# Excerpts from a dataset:
* * * * * * * * *

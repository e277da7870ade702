use clap::{Parser, Subcommand};
use reqwest::header::{HeaderMap, HeaderValue, AUTHORIZATION};
use serde_json::{json, Value};

#[derive(Parser)]
#[command(name = "dispatch-cli")]
#[command(about = "Management CLI for web-dispatch", long_about = None)]
struct Cli {
    #[arg(short, long, default_value = "http://localhost:8066")]
    url: String,

    #[arg(short, long, env = "DISPATCH_ADMIN_KEY")]
    key: String,

    #[command(subcommand)]
    command: Commands,
}

#[derive(Subcommand)]
enum Commands {
    /// Check server status and config generation
    Status,
    /// Show the live configuration
    Config,
    /// Enable or disable Strict-Transport-Security
    Hsts {
        #[arg(long, conflicts_with = "disable")]
        enable: bool,
        #[arg(long)]
        disable: bool,
        /// max-age in seconds
        #[arg(long)]
        max_age: Option<u64>,
        #[arg(long)]
        include_subdomains: Option<bool>,
    },
    /// Change the site URL
    SiteUrl { url: String },
}

#[tokio::main]
async fn main() -> Result<(), Box<dyn std::error::Error>> {
    let cli = Cli::parse();
    let client = reqwest::Client::new();

    let mut headers = HeaderMap::new();
    headers.insert(
        AUTHORIZATION,
        HeaderValue::from_str(&format!("Bearer {}", cli.key))?,
    );

    let service_url = format!("{}/admin/config/service", cli.url);
    let res = match cli.command {
        Commands::Status => {
            client.get(format!("{}/admin/status", cli.url))
                .headers(headers)
                .send()
                .await?
        }
        Commands::Config => {
            client.get(format!("{}/admin/config", cli.url))
                .headers(headers)
                .send()
                .await?
        }
        Commands::Hsts { enable, disable, max_age, include_subdomains } => {
            let mut patch = serde_json::Map::new();
            if enable || disable {
                patch.insert("tls_strict_transport".into(), json!(enable));
            }
            if let Some(max_age) = max_age {
                patch.insert("tls_strict_transport_max_age".into(), json!(max_age));
            }
            if let Some(include) = include_subdomains {
                patch.insert("tls_strict_transport_include_subdomains".into(), json!(include));
            }
            client.patch(service_url)
                .headers(headers)
                .json(&Value::Object(patch))
                .send()
                .await?
        }
        Commands::SiteUrl { url } => {
            client.patch(service_url)
                .headers(headers)
                .json(&json!({ "site_url": url }))
                .send()
                .await?
        }
    };

    print_response(res).await
}

async fn print_response(res: reqwest::Response) -> Result<(), Box<dyn std::error::Error>> {
    let status = res.status();
    if !status.is_success() {
        eprintln!("Error: Admin API returned status {}", status);
        if let Ok(text) = res.text().await {
            eprintln!("Response: {}", text);
        }
        return Ok(());
    }

    let json: Value = res.json().await?;
    println!("{}", serde_json::to_string_pretty(&json)?);
    Ok(())
}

* * * * * * * * *

Sift the data above for lines with "HeaderMap", then copy each one.

# Expected answer:
use reqwest::header::{HeaderMap, HeaderValue, AUTHORIZATION};
    let mut headers = HeaderMap::new();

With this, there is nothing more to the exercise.